Cathy knocked on the door, but no one answered. One thing Cathy and Roy knew was that when you deliver narcotics, people are happy to see you. That much she’d learned practically in her crib. She leaned close to the door, tapped, and murmured, “Nembutal for Marilyn Monroe.”
That was the open sesame. Marilyn popped her head out of the door looking like a ruffled white rooster with hair askew and smeared ruby red lips and muttered., “Oh, I’m not quite dressed yet. I know I have to sign – pardon my attire and the mess and come on in.” She opened the door fully and the delivery pair entered, not without trepidation, for Marilyn was in her slip.

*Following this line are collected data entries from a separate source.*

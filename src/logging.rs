//! Configuração do `tracing` para o binário.
//!
//! `RUST_LOG` tem precedência; sem ele o nível é `info` (ou `debug` com
//! `--verbose`). `RUST_LOG_FORMAT=json` troca a saída para JSON.

use tracing_subscriber::EnvFilter;

fn default_directive(verbose: bool) -> &'static str {
    if verbose {
        "blockvoice=debug"
    } else {
        "blockvoice=info"
    }
}

/// Instala o subscriber global. Chamadas repetidas são ignoradas.
pub fn init(verbose: bool) {
    let filter = EnvFilter::try_from_default_env()
        .unwrap_or_else(|_| EnvFilter::new(default_directive(verbose)));

    let is_json = std::env::var("RUST_LOG_FORMAT")
        .map(|v| v.eq_ignore_ascii_case("json"))
        .unwrap_or(false);

    let subscriber = tracing_subscriber::fmt()
        .with_env_filter(filter)
        .with_writer(std::io::stderr)
        .with_target(true)
        .with_file(false)
        .with_line_number(false);

    if is_json {
        let _ = subscriber.json().try_init();
    } else {
        let _ = subscriber.try_init();
    }
}
//! Text normalization ahead of synthesis.
//!
//! Units with the `diacritize` flag are sent through a diacritizer service
//! before they reach the provider.

use std::time::Duration;

use async_trait::async_trait;
use reqwest::Client;
use serde::{Deserialize, Serialize};
use thiserror::Error;

#[derive(Debug, Error)]
pub enum NormalizationError {
    #[error("no normalizer configured")]
    NotConfigured,

    #[error("normalizer returned status {status}: {message}")]
    ApiError { status: u16, message: String },

    #[error("normalizer returned an empty text")]
    Empty,

    #[error("normalizer request failed: {0}")]
    Network(#[from] reqwest::Error),
}

#[async_trait]
pub trait TextNormalizer: Send + Sync {
    async fn normalize(&self, text: &str) -> Result<String, NormalizationError>;
}

#[derive(Serialize)]
struct DiacritizeRequest<'a> {
    text: &'a str,
}

#[derive(Deserialize)]
struct DiacritizeResponse {
    text: String,
}

/// HTTP diacritizer: `POST {url} {"text": ...}` → `{"text": ...}`.
pub struct DiacritizerClient {
    http: Client,
    url: String,
}

impl DiacritizerClient {
    pub fn new(url: impl Into<String>, timeout: Duration) -> Self {
        Self {
            http: crate::providers::client::build_client(timeout),
            url: url.into(),
        }
    }
}

#[async_trait]
impl TextNormalizer for DiacritizerClient {
    async fn normalize(&self, text: &str) -> Result<String, NormalizationError> {
        let response = self
            .http
            .post(&self.url)
            .json(&DiacritizeRequest { text })
            .send()
            .await?;
        let status = response.status();
        if !status.is_success() {
            let message = response.text().await.unwrap_or_default();
            return Err(NormalizationError::ApiError {
                status: status.as_u16(),
                message,
            });
        }
        let body: DiacritizeResponse = response.json().await?;
        if body.text.trim().is_empty() {
            return Err(NormalizationError::Empty);
        }
        Ok(body.text)
    }
}

#[cfg(test)]
mod tests {
    use wiremock::matchers::{body_json, method};
    use wiremock::{Mock, MockServer, ResponseTemplate};

    use super::*;

    #[tokio::test]
    async fn returns_normalized_text() {
        let server = MockServer::start().await;
        Mock::given(method("POST"))
            .and(body_json(serde_json::json!({"text": "مرحبا"})))
            .respond_with(
                ResponseTemplate::new(200).set_body_json(serde_json::json!({"text": "مَرْحَبًا"})),
            )
            .expect(1)
            .mount(&server)
            .await;

        let client = DiacritizerClient::new(server.uri(), Duration::from_secs(5));
        assert_eq!(client.normalize("مرحبا").await.unwrap(), "مَرْحَبًا");
    }

    #[tokio::test]
    async fn error_status_is_reported() {
        let server = MockServer::start().await;
        Mock::given(method("POST"))
            .respond_with(ResponseTemplate::new(503).set_body_string("model loading"))
            .mount(&server)
            .await;

        let client = DiacritizerClient::new(server.uri(), Duration::from_secs(5));
        match client.normalize("x").await.unwrap_err() {
            NormalizationError::ApiError { status, message } => {
                assert_eq!(status, 503);
                assert_eq!(message, "model loading");
            }
            other => panic!("unexpected error: {other:?}"),
        }
    }

    #[tokio::test]
    async fn blank_result_is_rejected() {
        let server = MockServer::start().await;
        Mock::given(method("POST"))
            .respond_with(ResponseTemplate::new(200).set_body_json(serde_json::json!({"text": " "})))
            .mount(&server)
            .await;

        let client = DiacritizerClient::new(server.uri(), Duration::from_secs(5));
        assert!(matches!(
            client.normalize("x").await.unwrap_err(),
            NormalizationError::Empty
        ));
    }
}
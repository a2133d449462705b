use std::path::Path;

use async_trait::async_trait;
use serde::Serialize;
use serde::de::DeserializeOwned;
use sled::transaction::{
    ConflictableTransactionError, ConflictableTransactionResult, TransactionError,
    TransactionalTree, abort,
};
use tracing::debug;

use super::{
    CompletionTick, JobStore, OutcomeWrite, StoreError, StoreResult, count_in, record_in,
    transition_in,
};
use crate::job::{Job, JobEvent, JobSnapshot, JobStatus, Transition, Unit, UnitOutcome};

const TREE: &str = "blockvoice_jobs";

/// Crash-tolerant store backed by sled.
///
/// Layout: `job/<id>` holds the job record and `unit/<id>/<index>` holds one
/// record per unit. Every operation is a serializable sled transaction over
/// the keys it touches, run on the blocking thread pool.
pub struct SledStore {
    db: sled::Db,
    tree: sled::Tree,
}

fn unavailable(err: sled::Error) -> StoreError {
    StoreError::Unavailable(err.to_string())
}

fn join_failed(err: tokio::task::JoinError) -> StoreError {
    StoreError::Unavailable(format!("store task failed: {err}"))
}

fn job_key(job_id: &str) -> Vec<u8> {
    format!("job/{job_id}").into_bytes()
}

fn unit_key(job_id: &str, index: usize) -> Vec<u8> {
    format!("unit/{job_id}/{index:010}").into_bytes()
}

fn corrupt<E: std::fmt::Display>(err: E) -> ConflictableTransactionError<StoreError> {
    ConflictableTransactionError::Abort(StoreError::Corrupt(err.to_string()))
}

fn get_json<T: DeserializeOwned>(
    tx: &TransactionalTree,
    key: &[u8],
) -> ConflictableTransactionResult<Option<T>, StoreError> {
    match tx.get(key)? {
        Some(bytes) => serde_json::from_slice(&bytes).map(Some).map_err(corrupt),
        None => Ok(None),
    }
}

fn put_json<T: Serialize>(
    tx: &TransactionalTree,
    key: &[u8],
    value: &T,
) -> ConflictableTransactionResult<(), StoreError> {
    let bytes = serde_json::to_vec(value).map_err(corrupt)?;
    tx.insert(key, bytes)?;
    Ok(())
}

fn load_job(tx: &TransactionalTree, job_id: &str) -> ConflictableTransactionResult<Job, StoreError> {
    match get_json::<Job>(tx, &job_key(job_id))? {
        Some(job) => Ok(job),
        None => abort(StoreError::JobNotFound(job_id.to_string())),
    }
}

fn load_unit(
    tx: &TransactionalTree,
    job_id: &str,
    index: usize,
) -> ConflictableTransactionResult<Unit, StoreError> {
    match get_json::<Unit>(tx, &unit_key(job_id, index))? {
        Some(unit) => Ok(unit),
        None => abort(StoreError::UnitNotFound {
            job_id: job_id.to_string(),
            index,
        }),
    }
}

impl SledStore {
    pub fn open(path: impl AsRef<Path>) -> StoreResult<Self> {
        let db = sled::open(path.as_ref()).map_err(unavailable)?;
        Self::from_db(db)
    }

    /// A store that is deleted when dropped.
    pub fn temporary() -> StoreResult<Self> {
        let db = sled::Config::new()
            .temporary(true)
            .open()
            .map_err(unavailable)?;
        Self::from_db(db)
    }

    fn from_db(db: sled::Db) -> StoreResult<Self> {
        let tree = db.open_tree(TREE).map_err(unavailable)?;
        Ok(Self { db, tree })
    }

    async fn txn<T, F>(&self, f: F) -> StoreResult<T>
    where
        T: Send + 'static,
        F: Fn(&TransactionalTree) -> ConflictableTransactionResult<T, StoreError> + Send + 'static,
    {
        let tree = self.tree.clone();
        tokio::task::spawn_blocking(move || tree.transaction(f))
            .await
            .map_err(join_failed)?
            .map_err(|err| match err {
                TransactionError::Abort(err) => err,
                TransactionError::Storage(err) => unavailable(err),
            })
    }
}

#[async_trait]
impl JobStore for SledStore {
    async fn create_job(&self, job: &Job, units: &[Unit]) -> StoreResult<()> {
        let (job, units) = (job.clone(), units.to_vec());
        let unit_total = units.len();
        let job_id = job.id.clone();
        self.txn(move |tx| {
            if tx.get(job_key(&job.id))?.is_some() {
                return abort(StoreError::AlreadyExists(job.id.clone()));
            }
            put_json(tx, &job_key(&job.id), &job)?;
            for unit in &units {
                put_json(tx, &unit_key(&job.id, unit.index), unit)?;
            }
            Ok(())
        })
        .await?;
        debug!(job_id = %job_id, units = unit_total, "job persisted");
        Ok(())
    }

    async fn record_outcome(
        &self,
        job_id: &str,
        index: usize,
        outcome: UnitOutcome,
    ) -> StoreResult<OutcomeWrite> {
        let job_id = job_id.to_string();
        self.txn(move |tx| {
            load_job(tx, &job_id)?;
            let mut unit = load_unit(tx, &job_id, index)?;
            let write = match record_in(&job_id, std::slice::from_mut(&mut unit), 0, &outcome) {
                Ok(write) => write,
                Err(err) => return abort(err),
            };
            if write == OutcomeWrite::Recorded {
                put_json(tx, &unit_key(&job_id, index), &unit)?;
            }
            Ok(write)
        })
        .await
    }

    async fn increment_completed(&self, job_id: &str, index: usize) -> StoreResult<CompletionTick> {
        let job_id = job_id.to_string();
        self.txn(move |tx| {
            let mut job = load_job(tx, &job_id)?;
            let mut unit = load_unit(tx, &job_id, index)?;
            let tick = count_in(&mut job, &mut unit);
            if tick.counted_now {
                put_json(tx, &unit_key(&job_id, index), &unit)?;
                put_json(tx, &job_key(&job_id), &job)?;
            }
            Ok(tick)
        })
        .await
    }

    async fn unit(&self, job_id: &str, index: usize) -> StoreResult<Unit> {
        let job_id = job_id.to_string();
        self.txn(move |tx| {
            load_job(tx, &job_id)?;
            load_unit(tx, &job_id, index)
        })
        .await
    }

    async fn snapshot(&self, job_id: &str) -> StoreResult<JobSnapshot> {
        let job_id = job_id.to_string();
        self.txn(move |tx| {
            let job = load_job(tx, &job_id)?;
            let units = (0..job.unit_count)
                .map(|index| load_unit(tx, &job_id, index))
                .collect::<ConflictableTransactionResult<Vec<_>, StoreError>>()?;
            Ok(JobSnapshot { job, units })
        })
        .await
    }

    async fn transition(
        &self,
        job_id: &str,
        expected: JobStatus,
        event: JobEvent,
    ) -> StoreResult<Transition> {
        let job_id = job_id.to_string();
        self.txn(move |tx| {
            let mut job = load_job(tx, &job_id)?;
            let transition = match transition_in(&mut job, expected, event.clone()) {
                Ok(transition) => transition,
                Err(err) => return abort(err),
            };
            if transition.applied() {
                put_json(tx, &job_key(&job_id), &job)?;
            }
            Ok(transition)
        })
        .await
    }

    async fn list_jobs(&self) -> StoreResult<Vec<Job>> {
        let tree = self.tree.clone();
        tokio::task::spawn_blocking(move || {
            tree.scan_prefix(b"job/")
                .values()
                .map(|value| {
                    let bytes = value.map_err(unavailable)?;
                    serde_json::from_slice(&bytes).map_err(|e| StoreError::Corrupt(e.to_string()))
                })
                .collect()
        })
        .await
        .map_err(join_failed)?
    }

    async fn flush(&self) -> StoreResult<()> {
        self.db.flush_async().await.map_err(unavailable)?;
        Ok(())
    }
}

There were clothes all over the floor, and cigarettes with red ends that were hardly smoked were overflowing the ashtray and getting mixed in with piles of makeup in more colours than an artist’s palette. “I just have two more nails,” she said, hastily applying Revlon Night to Remember nail polish on top of chipped old red polish.

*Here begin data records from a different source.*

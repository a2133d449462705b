use thiserror::Error;

use crate::audio::AudioError;
use crate::dispatch::DispatchError;
use crate::job::{JobFailure, JobStatus};
use crate::normalize::NormalizationError;
use crate::providers::SynthesisError;
use crate::storage::StorageError;
use crate::store::StoreError;

#[derive(Debug, Error)]
pub enum BlockvoiceError {
    #[error("invalid submission: {0}")]
    Validation(String),

    #[error("store unavailable: {0}")]
    StoreUnavailable(String),

    #[error("store error: {0}")]
    Store(StoreError),

    #[error("synthesis error: {0}")]
    Synthesis(#[from] SynthesisError),

    #[error("normalization error: {0}")]
    Normalization(#[from] NormalizationError),

    #[error("storage error: {0}")]
    Storage(#[from] StorageError),

    #[error("job {job_id}: completed count {observed} exceeds unit count {unit_count}")]
    Consistency {
        job_id: String,
        observed: usize,
        unit_count: usize,
    },

    #[error("Job not found: {0}")]
    JobNotFound(String),

    #[error("job is not completed yet (status: {status})")]
    NotReady { status: JobStatus },

    #[error("job failed: {failure}")]
    JobFailed { failure: JobFailure },

    #[error("unit {index} produced no audio")]
    NoAudio { index: usize },

    #[error("dispatch error: {0}")]
    Dispatch(#[from] DispatchError),

    #[error("audio error: {0}")]
    Audio(#[from] AudioError),
}

impl BlockvoiceError {
    /// Errors worth redelivering the message for. Everything else is either
    /// already recorded as a unit failure or will fail the same way again.
    pub fn is_transient(&self) -> bool {
        matches!(self, BlockvoiceError::StoreUnavailable(_))
    }
}

impl From<StoreError> for BlockvoiceError {
    fn from(err: StoreError) -> Self {
        match err {
            StoreError::Unavailable(msg) => BlockvoiceError::StoreUnavailable(msg),
            StoreError::JobNotFound(id) => BlockvoiceError::JobNotFound(id),
            other => BlockvoiceError::Store(other),
        }
    }
}

pub type Result<T> = std::result::Result<T, BlockvoiceError>;

#[cfg(test)]
mod tests {
    use super::*;

    #[test]
    fn store_errors_map_onto_crate_kinds() {
        let err: BlockvoiceError = StoreError::Unavailable("disk gone".into()).into();
        assert!(matches!(err, BlockvoiceError::StoreUnavailable(_)));
        assert!(err.is_transient());

        let err: BlockvoiceError = StoreError::JobNotFound("j1".into()).into();
        assert!(matches!(err, BlockvoiceError::JobNotFound(ref id) if id == "j1"));
        assert!(!err.is_transient());

        let err: BlockvoiceError = StoreError::Corrupt("bad json".into()).into();
        assert!(matches!(err, BlockvoiceError::Store(StoreError::Corrupt(_))));
    }

    #[test]
    fn consistency_display() {
        let err = BlockvoiceError::Consistency {
            job_id: "j1".into(),
            observed: 4,
            unit_count: 3,
        };
        assert_eq!(
            err.to_string(),
            "job j1: completed count 4 exceeds unit count 3"
        );
    }
}
use std::time::Duration;

use reqwest::{Client, RequestBuilder, Response, StatusCode};

use super::error::SynthesisError;

/// Build the shared HTTP client. `timeout` bounds every synthesis call so a
/// hung provider cannot stall a job's counter forever.
pub fn build_client(timeout: Duration) -> Client {
    Client::builder()
        .connect_timeout(Duration::from_secs(10))
        .timeout(timeout)
        .build()
        .expect("failed to build HTTP client")
}

/// Send the request and map HTTP failures onto [`SynthesisError`].
pub(crate) async fn send(request: RequestBuilder) -> Result<Response, SynthesisError> {
    let response = request.send().await?;
    let status = response.status();

    if status == StatusCode::TOO_MANY_REQUESTS {
        let retry_after = response
            .headers()
            .get("retry-after")
            .and_then(|v| v.to_str().ok())
            .and_then(|v| v.parse::<u64>().ok())
            .map(|secs| secs * 1000)
            .unwrap_or(1000);
        return Err(SynthesisError::RateLimited {
            retry_after_ms: retry_after,
        });
    }

    if !status.is_success() {
        let message = response
            .text()
            .await
            .unwrap_or_else(|_| "unknown error".to_string());
        return Err(SynthesisError::ApiError {
            status: status.as_u16(),
            message,
        });
    }

    Ok(response)
}

/// Send the request and return the response body as audio bytes.
pub(crate) async fn send_for_audio(request: RequestBuilder) -> Result<Vec<u8>, SynthesisError> {
    let bytes = send(request).await?.bytes().await?;
    if bytes.is_empty() {
        return Err(SynthesisError::InvalidResponse("empty audio body".into()));
    }
    Ok(bytes.to_vec())
}
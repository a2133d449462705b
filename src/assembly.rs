//! The assembly step: turn a job's unit artifacts into one composite.
//!
//! The executor that observed the counter reach `unit_count` calls
//! [`Assembler::assemble`], as does a redelivery of an already counted unit
//! once the barrier is crossed. Only the `processing → completed`
//! compare-and-set publishes a composite, so extra calls are no-ops.

use serde::{Deserialize, Serialize};
use tracing::{error, info, warn};

use crate::audio::{self, Segment};
use crate::error::Result;
use crate::job::{
    ArtifactRef, FailureKind, JobEvent, JobFailure, JobSnapshot, JobStatus, Transition,
    UnitArtifact, UnitFailure, UnitOutcome,
};
use crate::runtime::Runtime;

/// What to do with a finished job in which some units failed.
#[derive(Debug, Clone, Copy, PartialEq, Eq, Default, Serialize, Deserialize)]
#[serde(rename_all = "snake_case")]
pub enum FailurePolicy {
    /// Fail the whole job and report the failed units. No composite.
    #[default]
    FailJob,
    /// Assemble the units that succeeded and record the rest as skipped.
    /// A job in which every unit failed still fails.
    AssembleSucceeded,
}

#[derive(Debug, Clone, PartialEq, Eq)]
pub enum AssemblyOutcome {
    Completed {
        composite: ArtifactRef,
        duration_ms: u64,
    },
    Failed {
        failure: JobFailure,
    },
    /// The job was not in a state to assemble; nothing was written.
    Skipped {
        status: JobStatus,
    },
}

pub struct Assembler {
    runtime: Runtime,
}

impl Assembler {
    pub fn new(runtime: Runtime) -> Self {
        Self { runtime }
    }

    pub async fn assemble(&self, job_id: &str) -> Result<AssemblyOutcome> {
        let snapshot = self.runtime.store.snapshot(job_id).await?;
        let job = &snapshot.job;
        if job.status != JobStatus::Processing || job.composite.is_some() {
            warn!(job_id, status = %job.status, "assembly skipped, job is not processing");
            return Ok(AssemblyOutcome::Skipped { status: job.status });
        }

        if let Some(pending) = snapshot.units.iter().find(|u| u.outcome.is_pending()) {
            let failure = JobFailure::new(format!(
                "assembly started with unit {} still pending",
                pending.index
            ))
            .with_units(vec![UnitFailure {
                index: pending.index,
                kind: FailureKind::Consistency,
                message: "outcome missing at assembly time".into(),
            }]);
            return self.fail(job_id, failure).await;
        }

        let failed = snapshot.failed_units();
        let skipped = if failed.is_empty() {
            Vec::new()
        } else if self.runtime.settings.failure_policy == FailurePolicy::FailJob
            || failed.len() == snapshot.units.len()
        {
            let failure = JobFailure::new(format!(
                "{} of {} units failed",
                failed.len(),
                snapshot.units.len()
            ))
            .with_units(failed);
            return self.fail(job_id, failure).await;
        } else {
            warn!(job_id, skipped = failed.len(), "assembling without failed units");
            failed
        };

        let bytes = match self.build(&snapshot).await {
            Ok(bytes) => bytes,
            Err(failure) => return self.fail(job_id, failure).await,
        };
        let duration_ms = audio::duration_ms(&bytes)?;

        let path = self.runtime.workspace.composite_path(job_id);
        if let Err(e) = self.runtime.workspace.write(&path, &bytes).await {
            warn!(job_id, error = %e, "failed to write composite to working area");
        }
        let composite = match self
            .runtime
            .storage
            .store(&format!("{job_id}/final.wav"), &bytes)
            .await
        {
            Ok(stored) => stored,
            Err(e) => {
                return self
                    .fail(job_id, JobFailure::new(format!("failed to store composite: {e}")))
                    .await;
            }
        };

        let transition = self
            .runtime
            .store
            .transition(
                job_id,
                JobStatus::Processing,
                JobEvent::Assembled {
                    composite: composite.clone(),
                    skipped,
                },
            )
            .await?;
        match transition {
            Transition::Next { .. } => {
                info!(job_id, duration_ms, uri = %composite.primary, "job completed");
                self.runtime
                    .hooks
                    .on_job_completed(job_id, &composite, duration_ms)
                    .await;
                Ok(AssemblyOutcome::Completed {
                    composite,
                    duration_ms,
                })
            }
            Transition::Stale { current } | Transition::Unchanged(current) => {
                warn!(job_id, status = %current, "job changed during assembly, composite discarded");
                Ok(AssemblyOutcome::Skipped { status: current })
            }
        }
    }

    /// Concatenate succeeded units strictly in index order.
    async fn build(&self, snapshot: &JobSnapshot) -> std::result::Result<Vec<u8>, JobFailure> {
        let mut wavs = Vec::with_capacity(snapshot.units.len());
        let mut pauses = Vec::with_capacity(snapshot.units.len());

        let mut units: Vec<_> = snapshot.units.iter().collect();
        units.sort_by_key(|u| u.index);
        for unit in units {
            let UnitOutcome::Succeeded { artifact } = &unit.outcome else {
                continue;
            };
            let wav = self.load(artifact).await.map_err(|message| {
                JobFailure::new("failed to load unit audio").with_units(vec![UnitFailure {
                    index: unit.index,
                    kind: FailureKind::Storage,
                    message,
                }])
            })?;
            wavs.push(wav);
            pauses.push(unit.input.wait_after_ms);
        }

        let segments: Vec<Segment<'_>> = wavs
            .iter()
            .zip(&pauses)
            .map(|(wav, &pause_after_ms)| Segment {
                wav,
                pause_after_ms,
            })
            .collect();
        let clip = audio::concat(&segments)
            .map_err(|e| JobFailure::new(format!("failed to concatenate audio: {e}")))?;
        audio::encode(&clip).map_err(|e| JobFailure::new(format!("failed to encode composite: {e}")))
    }

    /// Local copy first; durable storage if the working area lost it.
    async fn load(&self, artifact: &UnitArtifact) -> std::result::Result<Vec<u8>, String> {
        if let Some(path) = &artifact.local_path {
            match self.runtime.workspace.read(path).await {
                Ok(bytes) => return Ok(bytes),
                Err(e) => warn!(path = %path.display(), error = %e, "local unit audio unavailable"),
            }
        }
        self.runtime
            .storage
            .fetch(&artifact.stored)
            .await
            .map_err(|e| e.to_string())
    }

    async fn fail(&self, job_id: &str, failure: JobFailure) -> Result<AssemblyOutcome> {
        error!(job_id, error = %failure, "assembly failed");
        let transition = self
            .runtime
            .store
            .transition(job_id, JobStatus::Processing, JobEvent::Failed(failure.clone()))
            .await?;
        match transition {
            Transition::Next { .. } => {
                self.runtime.hooks.on_job_failed(job_id, &failure).await;
                Ok(AssemblyOutcome::Failed { failure })
            }
            Transition::Stale { current } | Transition::Unchanged(current) => {
                Ok(AssemblyOutcome::Skipped { status: current })
            }
        }
    }
}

Her tight slip wasn’t doing a good or even adequate job of covering her body. The scanty eyelet undergarment was white, but her long-line brassiere, garter belt, and pants were black. The cups of her bra were lace and had concentric circles sewn in top-stitching, and were shaped like sugar cones for ice cream, pointing straight out. Now, if the facts be known, Cathy wouldn’t have been caught dead in a room with another woman, let alone a man, in that getup. Cathy gave Marilyn a look which let her know that Roy was a man and that maybe he should wait outside.
Roy carried the maroon leather narcotics log and held it out for Marilyn to sign, pointing to the spot where the morphine was listed. As he leaned over to give her the pen, she flopped down on her vanity stool and prepared to sign, scowling as though she’d signed more of these than she cared to remember. Suddenly her mood and body seemed to loosen up, and she said in a little-girl kind of breathy voice, “What’s that smell? Is that Juicy Fruit?” She leaned close to Roy’s face and sniffing. Roy didn’t say anything. He just got out his Juicy Fruit and casually handed her a piece, but she said he had to peel it because her nails were wet. As he took off the yellow wrapper and foil, she gave the signed narcotics log a big squeeze against her chest, which made parts of her body come up over the top of her slip and slide all around. Then she handed the book back to Roy, saying in that same gushy voice, with eyes open wide, as though she were shocked or something, “Now, that was a sneaky way to get my autograph.” Then she smiled at Roy and her face really lit up. Her whole sort of pudgy sour face turned radiant. He remained calm, as though he were talking to the Duponts or Warty or Marie. Roy had a style that didn’t change with the wind. He said, “I go all over these parts, givin’ out Juicy fruit sticks and getting’ autographs. Why, yesterday we got…who was it, Cath? Ava Gardner, wasn’t it? But she wanted Doublemint.” He beamed back a smile right at her. Marilyn didn’t wait for Cathy’s share of the joke. “Well,” she said, raising her shoulders and everything else that seemed connected as well, except for her slip, “I guess you can’t satisfy everyone.” Roy was quiet and never moved away after getting the book back. He said, “So I’ve heard tell.” For some reason Cathy didn’t feel included.